> _Directions for this task_:
The answer should be an exact repeat of the stretch of material below from the line containing "self.exam = ExamPhase::Submitted(exam);" through the line containing "self.banner = Some(Banner::success(result_text(&res)));".

> _Entries provided_:

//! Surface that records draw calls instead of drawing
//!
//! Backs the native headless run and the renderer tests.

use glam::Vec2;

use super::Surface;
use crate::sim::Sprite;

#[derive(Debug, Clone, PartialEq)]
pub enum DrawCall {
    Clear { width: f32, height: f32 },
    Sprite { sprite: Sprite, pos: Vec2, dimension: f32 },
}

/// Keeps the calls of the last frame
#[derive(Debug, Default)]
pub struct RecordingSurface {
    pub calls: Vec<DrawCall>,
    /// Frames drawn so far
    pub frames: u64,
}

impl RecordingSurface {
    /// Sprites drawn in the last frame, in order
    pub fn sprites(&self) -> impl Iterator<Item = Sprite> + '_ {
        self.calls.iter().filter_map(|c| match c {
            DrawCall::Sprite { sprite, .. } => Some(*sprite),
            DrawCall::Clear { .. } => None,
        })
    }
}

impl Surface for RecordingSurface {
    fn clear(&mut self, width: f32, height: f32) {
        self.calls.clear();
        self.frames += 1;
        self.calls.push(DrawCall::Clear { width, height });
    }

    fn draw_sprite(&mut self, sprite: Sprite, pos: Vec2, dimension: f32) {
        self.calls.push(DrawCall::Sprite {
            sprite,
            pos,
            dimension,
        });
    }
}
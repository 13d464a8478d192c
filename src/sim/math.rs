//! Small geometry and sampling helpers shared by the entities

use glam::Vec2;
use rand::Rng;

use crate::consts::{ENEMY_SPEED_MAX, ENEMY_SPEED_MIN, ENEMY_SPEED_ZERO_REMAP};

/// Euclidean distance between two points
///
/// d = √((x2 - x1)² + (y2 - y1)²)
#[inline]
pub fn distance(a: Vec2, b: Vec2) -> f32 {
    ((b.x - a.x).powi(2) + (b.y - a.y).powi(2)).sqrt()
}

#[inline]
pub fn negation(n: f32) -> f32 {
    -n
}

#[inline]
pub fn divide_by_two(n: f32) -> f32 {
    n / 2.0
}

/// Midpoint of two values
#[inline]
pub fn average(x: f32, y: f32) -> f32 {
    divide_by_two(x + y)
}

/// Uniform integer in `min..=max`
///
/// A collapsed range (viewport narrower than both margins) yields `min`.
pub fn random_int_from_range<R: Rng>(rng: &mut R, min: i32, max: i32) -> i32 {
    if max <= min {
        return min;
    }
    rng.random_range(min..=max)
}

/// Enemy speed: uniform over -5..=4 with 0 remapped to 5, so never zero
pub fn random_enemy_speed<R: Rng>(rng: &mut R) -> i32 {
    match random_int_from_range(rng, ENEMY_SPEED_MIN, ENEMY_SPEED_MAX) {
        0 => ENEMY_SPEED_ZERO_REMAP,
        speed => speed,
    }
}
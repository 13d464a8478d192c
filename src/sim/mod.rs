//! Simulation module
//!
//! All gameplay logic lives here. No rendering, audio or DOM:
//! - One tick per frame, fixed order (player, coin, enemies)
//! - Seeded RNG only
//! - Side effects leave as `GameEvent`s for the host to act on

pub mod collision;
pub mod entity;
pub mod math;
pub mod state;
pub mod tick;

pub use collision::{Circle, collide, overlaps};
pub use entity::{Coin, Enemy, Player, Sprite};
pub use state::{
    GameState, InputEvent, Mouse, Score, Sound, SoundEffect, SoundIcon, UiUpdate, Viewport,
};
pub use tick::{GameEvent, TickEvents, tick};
--
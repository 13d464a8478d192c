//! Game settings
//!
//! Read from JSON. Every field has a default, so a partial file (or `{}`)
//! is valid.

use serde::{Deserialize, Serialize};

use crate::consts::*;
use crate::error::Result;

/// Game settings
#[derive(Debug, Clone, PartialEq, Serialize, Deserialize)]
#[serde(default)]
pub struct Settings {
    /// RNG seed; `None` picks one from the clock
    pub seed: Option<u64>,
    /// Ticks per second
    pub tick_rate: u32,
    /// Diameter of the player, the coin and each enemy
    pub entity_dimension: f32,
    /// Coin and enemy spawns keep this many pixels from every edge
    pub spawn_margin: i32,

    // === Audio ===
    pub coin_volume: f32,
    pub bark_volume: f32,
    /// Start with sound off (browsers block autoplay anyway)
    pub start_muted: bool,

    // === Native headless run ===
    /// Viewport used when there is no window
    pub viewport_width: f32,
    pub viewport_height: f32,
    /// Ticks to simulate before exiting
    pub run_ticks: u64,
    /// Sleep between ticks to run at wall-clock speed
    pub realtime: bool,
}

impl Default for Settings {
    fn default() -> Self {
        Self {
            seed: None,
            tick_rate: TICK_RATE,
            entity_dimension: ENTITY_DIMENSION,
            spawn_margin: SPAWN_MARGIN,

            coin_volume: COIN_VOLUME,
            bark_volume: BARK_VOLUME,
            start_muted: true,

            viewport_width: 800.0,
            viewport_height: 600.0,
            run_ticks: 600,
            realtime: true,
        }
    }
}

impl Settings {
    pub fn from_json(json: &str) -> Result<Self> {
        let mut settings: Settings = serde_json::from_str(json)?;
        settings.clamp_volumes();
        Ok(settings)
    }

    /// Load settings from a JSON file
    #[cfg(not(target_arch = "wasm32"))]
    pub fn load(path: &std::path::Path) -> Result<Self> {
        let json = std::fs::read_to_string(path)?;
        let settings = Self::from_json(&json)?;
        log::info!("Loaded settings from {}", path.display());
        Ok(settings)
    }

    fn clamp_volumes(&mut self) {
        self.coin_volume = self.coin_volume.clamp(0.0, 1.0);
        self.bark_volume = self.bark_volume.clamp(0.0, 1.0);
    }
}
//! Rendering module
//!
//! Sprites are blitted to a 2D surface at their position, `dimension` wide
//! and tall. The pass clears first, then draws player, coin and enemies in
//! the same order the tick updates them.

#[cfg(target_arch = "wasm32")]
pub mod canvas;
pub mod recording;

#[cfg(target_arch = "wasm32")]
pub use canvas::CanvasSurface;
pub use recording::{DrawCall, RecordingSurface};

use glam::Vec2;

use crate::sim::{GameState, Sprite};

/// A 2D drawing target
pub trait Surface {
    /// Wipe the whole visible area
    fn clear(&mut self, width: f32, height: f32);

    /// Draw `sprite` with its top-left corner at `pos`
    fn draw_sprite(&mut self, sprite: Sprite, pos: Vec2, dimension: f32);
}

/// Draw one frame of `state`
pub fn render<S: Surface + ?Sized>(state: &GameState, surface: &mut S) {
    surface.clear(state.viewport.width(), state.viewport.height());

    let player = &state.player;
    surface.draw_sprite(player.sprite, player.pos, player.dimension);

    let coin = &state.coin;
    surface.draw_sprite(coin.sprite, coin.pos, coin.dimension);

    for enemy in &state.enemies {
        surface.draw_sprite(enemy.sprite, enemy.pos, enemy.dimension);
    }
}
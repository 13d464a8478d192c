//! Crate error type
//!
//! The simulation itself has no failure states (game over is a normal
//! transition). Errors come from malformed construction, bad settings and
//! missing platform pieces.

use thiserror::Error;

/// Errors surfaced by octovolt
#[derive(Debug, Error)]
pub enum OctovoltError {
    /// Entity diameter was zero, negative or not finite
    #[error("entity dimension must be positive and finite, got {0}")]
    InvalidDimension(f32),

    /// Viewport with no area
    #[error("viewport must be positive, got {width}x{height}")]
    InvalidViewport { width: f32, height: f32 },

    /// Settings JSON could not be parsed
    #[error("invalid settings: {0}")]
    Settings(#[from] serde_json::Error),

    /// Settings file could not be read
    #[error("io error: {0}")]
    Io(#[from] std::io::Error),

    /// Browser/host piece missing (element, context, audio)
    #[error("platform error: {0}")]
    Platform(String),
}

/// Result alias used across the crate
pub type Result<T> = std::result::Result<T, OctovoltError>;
--
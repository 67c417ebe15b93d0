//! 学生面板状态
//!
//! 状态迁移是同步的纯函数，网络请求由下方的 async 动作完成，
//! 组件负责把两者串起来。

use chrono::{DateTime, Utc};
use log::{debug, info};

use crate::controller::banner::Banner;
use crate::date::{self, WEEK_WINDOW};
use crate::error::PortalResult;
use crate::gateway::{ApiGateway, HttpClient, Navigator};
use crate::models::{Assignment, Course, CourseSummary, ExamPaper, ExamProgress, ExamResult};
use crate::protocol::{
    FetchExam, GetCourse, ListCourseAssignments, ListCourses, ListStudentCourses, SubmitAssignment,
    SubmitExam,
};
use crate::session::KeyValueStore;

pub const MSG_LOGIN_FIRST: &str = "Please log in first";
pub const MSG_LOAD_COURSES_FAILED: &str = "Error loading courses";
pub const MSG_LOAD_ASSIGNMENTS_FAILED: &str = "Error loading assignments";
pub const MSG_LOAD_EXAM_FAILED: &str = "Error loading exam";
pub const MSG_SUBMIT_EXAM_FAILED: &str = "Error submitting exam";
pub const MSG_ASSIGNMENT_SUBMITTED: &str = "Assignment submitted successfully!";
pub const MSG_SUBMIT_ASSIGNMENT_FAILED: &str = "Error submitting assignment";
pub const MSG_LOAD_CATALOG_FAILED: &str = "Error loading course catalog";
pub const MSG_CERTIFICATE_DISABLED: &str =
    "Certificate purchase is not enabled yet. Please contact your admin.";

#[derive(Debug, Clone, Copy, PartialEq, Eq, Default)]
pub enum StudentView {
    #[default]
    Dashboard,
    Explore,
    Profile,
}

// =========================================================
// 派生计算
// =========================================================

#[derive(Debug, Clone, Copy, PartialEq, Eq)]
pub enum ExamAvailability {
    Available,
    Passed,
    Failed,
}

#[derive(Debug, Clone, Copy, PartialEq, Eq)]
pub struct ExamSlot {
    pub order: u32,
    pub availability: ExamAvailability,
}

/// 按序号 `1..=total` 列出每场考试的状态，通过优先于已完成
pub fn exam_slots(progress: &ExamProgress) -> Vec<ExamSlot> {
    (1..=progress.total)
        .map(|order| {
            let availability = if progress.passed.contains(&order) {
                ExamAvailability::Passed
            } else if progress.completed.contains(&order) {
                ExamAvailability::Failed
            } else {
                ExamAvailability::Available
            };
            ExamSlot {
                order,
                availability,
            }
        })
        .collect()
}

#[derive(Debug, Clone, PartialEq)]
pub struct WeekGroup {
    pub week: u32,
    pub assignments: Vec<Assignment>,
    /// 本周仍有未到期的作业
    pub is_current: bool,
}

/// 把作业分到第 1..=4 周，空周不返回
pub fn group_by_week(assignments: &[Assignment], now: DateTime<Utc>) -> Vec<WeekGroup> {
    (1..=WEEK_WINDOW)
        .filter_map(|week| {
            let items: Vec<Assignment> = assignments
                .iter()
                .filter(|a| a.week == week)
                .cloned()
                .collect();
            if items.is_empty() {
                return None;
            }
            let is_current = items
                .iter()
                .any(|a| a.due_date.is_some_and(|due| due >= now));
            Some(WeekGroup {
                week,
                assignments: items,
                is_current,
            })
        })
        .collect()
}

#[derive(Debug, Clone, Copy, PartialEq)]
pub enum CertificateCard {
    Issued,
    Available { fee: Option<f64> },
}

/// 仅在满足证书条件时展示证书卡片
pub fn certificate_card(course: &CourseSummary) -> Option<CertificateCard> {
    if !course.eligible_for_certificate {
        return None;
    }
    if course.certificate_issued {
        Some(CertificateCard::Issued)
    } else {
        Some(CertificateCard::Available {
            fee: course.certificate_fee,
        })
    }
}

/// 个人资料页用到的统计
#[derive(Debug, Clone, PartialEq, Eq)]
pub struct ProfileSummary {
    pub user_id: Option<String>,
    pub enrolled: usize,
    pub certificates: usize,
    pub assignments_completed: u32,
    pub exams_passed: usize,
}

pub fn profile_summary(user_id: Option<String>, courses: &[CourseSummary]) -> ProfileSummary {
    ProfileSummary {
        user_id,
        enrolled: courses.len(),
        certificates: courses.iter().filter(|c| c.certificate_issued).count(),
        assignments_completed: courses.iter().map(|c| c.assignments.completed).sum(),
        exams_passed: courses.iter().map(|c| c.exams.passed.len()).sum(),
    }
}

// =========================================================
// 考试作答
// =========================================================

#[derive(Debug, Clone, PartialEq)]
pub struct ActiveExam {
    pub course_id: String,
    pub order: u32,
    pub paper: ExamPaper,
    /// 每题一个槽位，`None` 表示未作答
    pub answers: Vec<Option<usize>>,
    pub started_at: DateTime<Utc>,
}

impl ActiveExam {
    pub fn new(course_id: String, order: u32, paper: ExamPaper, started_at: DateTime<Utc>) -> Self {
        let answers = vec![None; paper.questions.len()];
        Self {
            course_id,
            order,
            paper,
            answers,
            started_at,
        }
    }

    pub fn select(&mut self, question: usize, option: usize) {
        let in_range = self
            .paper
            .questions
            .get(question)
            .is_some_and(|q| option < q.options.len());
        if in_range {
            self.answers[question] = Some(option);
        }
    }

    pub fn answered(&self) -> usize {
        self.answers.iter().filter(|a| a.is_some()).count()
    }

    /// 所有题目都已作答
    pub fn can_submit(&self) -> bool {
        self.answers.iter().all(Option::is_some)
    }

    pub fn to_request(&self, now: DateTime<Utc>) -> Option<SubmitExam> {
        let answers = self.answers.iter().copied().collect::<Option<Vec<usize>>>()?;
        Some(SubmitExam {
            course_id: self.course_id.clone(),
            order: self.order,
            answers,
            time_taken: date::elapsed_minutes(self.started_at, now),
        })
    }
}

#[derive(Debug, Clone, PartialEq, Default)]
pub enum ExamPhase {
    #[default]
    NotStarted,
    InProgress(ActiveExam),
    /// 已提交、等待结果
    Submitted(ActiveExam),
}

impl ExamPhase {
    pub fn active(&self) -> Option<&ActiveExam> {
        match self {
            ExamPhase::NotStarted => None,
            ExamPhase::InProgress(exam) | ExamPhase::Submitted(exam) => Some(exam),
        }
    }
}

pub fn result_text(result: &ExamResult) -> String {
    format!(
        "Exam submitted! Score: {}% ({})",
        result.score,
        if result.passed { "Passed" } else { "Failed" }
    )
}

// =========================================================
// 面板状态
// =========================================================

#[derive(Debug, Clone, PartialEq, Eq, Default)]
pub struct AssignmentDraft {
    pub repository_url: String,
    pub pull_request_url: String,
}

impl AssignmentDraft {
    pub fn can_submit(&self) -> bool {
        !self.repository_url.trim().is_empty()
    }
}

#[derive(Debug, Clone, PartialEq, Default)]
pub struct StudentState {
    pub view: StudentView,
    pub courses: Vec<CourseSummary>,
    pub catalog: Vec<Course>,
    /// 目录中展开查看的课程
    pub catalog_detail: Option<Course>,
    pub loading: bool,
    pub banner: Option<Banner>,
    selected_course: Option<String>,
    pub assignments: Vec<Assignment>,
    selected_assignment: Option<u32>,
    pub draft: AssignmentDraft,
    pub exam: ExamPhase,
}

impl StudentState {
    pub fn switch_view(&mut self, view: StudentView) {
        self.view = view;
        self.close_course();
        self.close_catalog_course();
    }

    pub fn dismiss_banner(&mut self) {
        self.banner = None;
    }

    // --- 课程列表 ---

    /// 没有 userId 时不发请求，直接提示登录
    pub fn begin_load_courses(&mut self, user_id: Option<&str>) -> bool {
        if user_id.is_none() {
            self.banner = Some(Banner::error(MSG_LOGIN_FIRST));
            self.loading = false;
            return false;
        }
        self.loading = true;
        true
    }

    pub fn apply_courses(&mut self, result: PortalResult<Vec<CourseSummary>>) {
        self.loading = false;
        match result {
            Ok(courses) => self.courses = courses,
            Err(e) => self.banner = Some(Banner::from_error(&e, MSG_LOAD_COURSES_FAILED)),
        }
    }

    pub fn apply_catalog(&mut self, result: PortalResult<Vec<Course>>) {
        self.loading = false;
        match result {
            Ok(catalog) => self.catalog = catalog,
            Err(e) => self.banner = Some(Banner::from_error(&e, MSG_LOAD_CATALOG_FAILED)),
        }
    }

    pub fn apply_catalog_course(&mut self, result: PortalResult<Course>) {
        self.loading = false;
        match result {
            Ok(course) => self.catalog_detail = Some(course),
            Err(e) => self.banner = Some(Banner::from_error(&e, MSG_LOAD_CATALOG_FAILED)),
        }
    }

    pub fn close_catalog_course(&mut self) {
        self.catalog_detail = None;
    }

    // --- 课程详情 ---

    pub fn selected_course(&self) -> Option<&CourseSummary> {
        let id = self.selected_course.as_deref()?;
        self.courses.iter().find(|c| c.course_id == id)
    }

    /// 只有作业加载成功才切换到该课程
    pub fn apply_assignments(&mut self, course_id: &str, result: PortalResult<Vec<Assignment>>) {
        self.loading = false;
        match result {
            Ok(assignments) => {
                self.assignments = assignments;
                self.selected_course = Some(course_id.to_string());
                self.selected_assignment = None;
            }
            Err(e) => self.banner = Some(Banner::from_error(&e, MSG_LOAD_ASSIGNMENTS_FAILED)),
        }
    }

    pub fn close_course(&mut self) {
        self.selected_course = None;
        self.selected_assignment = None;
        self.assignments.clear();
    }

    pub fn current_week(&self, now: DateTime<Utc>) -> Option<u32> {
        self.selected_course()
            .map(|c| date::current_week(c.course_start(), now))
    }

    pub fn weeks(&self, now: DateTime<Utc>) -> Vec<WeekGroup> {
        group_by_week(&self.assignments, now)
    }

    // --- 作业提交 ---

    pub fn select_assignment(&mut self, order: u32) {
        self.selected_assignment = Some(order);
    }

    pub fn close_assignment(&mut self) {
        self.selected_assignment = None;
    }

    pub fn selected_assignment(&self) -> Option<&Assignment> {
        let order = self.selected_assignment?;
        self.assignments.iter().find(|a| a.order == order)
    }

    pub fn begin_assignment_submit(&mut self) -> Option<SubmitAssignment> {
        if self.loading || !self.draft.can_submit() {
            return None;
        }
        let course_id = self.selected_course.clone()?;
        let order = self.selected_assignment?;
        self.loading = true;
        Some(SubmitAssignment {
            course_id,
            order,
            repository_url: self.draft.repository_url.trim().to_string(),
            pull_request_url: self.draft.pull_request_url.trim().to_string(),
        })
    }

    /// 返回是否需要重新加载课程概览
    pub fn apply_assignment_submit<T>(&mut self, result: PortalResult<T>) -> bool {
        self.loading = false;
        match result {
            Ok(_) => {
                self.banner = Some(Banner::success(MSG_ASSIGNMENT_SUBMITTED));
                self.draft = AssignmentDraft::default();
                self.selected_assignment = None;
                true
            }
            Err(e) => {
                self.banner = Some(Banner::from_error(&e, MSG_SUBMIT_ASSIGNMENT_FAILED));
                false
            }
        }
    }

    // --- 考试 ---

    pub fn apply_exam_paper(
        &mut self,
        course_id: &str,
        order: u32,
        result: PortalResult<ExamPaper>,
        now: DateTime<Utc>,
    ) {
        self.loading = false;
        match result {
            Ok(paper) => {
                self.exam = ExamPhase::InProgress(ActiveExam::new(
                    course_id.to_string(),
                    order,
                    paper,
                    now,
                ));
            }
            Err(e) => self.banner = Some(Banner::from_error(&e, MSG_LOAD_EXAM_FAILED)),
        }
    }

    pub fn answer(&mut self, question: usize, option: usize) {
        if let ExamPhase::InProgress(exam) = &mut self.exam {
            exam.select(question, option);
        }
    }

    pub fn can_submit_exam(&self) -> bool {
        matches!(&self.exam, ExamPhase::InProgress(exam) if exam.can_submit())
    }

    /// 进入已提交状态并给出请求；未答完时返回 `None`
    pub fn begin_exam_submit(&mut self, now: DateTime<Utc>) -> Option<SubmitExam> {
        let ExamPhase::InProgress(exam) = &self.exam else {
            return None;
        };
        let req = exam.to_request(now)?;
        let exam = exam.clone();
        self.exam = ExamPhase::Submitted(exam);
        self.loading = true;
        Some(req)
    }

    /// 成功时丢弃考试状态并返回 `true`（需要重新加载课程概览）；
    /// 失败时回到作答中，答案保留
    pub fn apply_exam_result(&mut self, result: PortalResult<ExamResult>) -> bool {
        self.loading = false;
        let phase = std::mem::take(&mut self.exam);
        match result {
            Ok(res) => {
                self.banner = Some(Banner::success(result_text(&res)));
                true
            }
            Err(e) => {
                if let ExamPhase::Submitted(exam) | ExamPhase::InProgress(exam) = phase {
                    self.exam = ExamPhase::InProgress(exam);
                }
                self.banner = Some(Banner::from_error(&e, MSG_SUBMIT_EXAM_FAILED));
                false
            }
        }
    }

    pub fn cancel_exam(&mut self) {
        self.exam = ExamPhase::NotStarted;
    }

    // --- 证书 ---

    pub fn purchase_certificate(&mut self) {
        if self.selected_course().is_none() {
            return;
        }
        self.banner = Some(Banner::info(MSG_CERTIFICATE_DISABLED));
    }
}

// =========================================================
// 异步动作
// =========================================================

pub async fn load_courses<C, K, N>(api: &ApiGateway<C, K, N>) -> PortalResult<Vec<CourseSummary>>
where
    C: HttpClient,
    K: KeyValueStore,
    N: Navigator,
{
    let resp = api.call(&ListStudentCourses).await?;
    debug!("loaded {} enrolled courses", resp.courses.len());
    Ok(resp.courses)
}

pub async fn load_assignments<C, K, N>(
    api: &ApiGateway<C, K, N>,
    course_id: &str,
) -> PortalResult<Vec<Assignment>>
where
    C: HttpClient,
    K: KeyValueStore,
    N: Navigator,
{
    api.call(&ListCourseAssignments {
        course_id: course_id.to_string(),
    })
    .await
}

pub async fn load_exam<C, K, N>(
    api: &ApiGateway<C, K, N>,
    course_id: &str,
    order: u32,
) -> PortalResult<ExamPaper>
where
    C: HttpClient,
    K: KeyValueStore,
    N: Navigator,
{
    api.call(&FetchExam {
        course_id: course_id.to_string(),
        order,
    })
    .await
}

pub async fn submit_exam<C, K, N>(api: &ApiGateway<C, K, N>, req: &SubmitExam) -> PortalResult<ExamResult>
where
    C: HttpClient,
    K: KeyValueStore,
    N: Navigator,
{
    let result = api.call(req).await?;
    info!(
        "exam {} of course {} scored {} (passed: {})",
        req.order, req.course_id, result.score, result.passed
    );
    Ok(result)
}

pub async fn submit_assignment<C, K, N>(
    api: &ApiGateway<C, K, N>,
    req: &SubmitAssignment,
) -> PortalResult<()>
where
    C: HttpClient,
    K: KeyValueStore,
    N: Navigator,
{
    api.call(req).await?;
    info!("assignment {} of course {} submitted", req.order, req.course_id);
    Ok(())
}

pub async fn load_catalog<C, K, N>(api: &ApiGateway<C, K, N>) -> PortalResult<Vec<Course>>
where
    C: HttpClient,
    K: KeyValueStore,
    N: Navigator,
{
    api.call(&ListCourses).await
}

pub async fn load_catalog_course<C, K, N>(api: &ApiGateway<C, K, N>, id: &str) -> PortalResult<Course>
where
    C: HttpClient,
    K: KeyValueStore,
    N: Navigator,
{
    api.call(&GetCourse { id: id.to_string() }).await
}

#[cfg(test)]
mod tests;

> _Answer to this exercise_:
        self.exam = ExamPhase::Submitted(exam);
        self.loading = true;
        Some(req)
    }

    /// 成功时丢弃考试状态并返回 `true`（需要重新加载课程概览）；
    /// 失败时回到作答中，答案保留
    pub fn apply_exam_result(&mut self, result: PortalResult<ExamResult>) -> bool {
        self.loading = false;
        let phase = std::mem::take(&mut self.exam);
        match result {
            Ok(res) => {
                self.banner = Some(Banner::success(result_text(&res)));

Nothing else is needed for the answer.